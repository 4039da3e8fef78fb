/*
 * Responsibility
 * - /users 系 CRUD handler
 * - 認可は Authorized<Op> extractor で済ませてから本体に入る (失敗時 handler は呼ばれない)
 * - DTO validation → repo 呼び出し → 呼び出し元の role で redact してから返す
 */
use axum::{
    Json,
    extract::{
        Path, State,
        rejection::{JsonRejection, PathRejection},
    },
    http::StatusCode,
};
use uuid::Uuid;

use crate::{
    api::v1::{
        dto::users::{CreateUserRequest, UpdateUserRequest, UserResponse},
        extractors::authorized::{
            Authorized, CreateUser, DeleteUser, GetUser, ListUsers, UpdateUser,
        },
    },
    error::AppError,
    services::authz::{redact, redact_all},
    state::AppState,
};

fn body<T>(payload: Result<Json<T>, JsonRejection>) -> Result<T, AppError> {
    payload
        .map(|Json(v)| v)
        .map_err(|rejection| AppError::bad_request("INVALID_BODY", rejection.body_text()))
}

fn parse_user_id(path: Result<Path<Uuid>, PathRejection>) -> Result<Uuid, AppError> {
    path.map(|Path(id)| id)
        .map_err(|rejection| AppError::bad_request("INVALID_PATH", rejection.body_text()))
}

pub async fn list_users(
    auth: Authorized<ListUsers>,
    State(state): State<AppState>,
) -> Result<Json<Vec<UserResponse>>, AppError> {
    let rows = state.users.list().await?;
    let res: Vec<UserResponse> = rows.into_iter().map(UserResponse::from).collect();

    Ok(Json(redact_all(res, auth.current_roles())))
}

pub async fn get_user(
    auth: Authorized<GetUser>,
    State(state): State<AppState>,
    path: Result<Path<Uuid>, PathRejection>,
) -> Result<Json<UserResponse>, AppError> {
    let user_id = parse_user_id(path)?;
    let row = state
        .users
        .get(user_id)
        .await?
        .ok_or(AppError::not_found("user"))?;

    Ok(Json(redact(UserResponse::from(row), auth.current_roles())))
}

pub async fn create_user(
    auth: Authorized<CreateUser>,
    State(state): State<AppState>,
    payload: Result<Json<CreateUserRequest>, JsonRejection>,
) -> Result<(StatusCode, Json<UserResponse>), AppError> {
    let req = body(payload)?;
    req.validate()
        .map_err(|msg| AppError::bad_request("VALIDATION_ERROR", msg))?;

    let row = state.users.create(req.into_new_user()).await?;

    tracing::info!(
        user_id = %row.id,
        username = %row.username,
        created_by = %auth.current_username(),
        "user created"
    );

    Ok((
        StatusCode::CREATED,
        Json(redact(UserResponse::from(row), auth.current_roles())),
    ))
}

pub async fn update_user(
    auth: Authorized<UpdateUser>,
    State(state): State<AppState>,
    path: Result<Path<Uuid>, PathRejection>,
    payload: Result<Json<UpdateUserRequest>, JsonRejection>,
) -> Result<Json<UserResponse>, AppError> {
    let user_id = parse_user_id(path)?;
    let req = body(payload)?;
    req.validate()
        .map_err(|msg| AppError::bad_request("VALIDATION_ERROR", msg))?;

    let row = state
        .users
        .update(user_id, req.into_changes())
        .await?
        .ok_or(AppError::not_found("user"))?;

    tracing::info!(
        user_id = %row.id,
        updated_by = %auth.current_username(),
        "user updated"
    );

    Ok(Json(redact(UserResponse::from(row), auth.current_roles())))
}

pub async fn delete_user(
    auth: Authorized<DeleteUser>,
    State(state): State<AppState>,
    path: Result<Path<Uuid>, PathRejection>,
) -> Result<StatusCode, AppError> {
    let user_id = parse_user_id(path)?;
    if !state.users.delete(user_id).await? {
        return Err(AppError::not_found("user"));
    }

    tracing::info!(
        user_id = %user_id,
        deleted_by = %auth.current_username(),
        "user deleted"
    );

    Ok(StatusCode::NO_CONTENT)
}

···

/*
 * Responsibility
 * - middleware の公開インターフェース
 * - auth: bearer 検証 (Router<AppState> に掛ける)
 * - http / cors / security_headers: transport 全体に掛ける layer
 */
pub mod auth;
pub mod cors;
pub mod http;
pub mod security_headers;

···

> Requirement: If a line in the records above contains the word "async", count it, then give the total and nothing else.

> Answer box: 5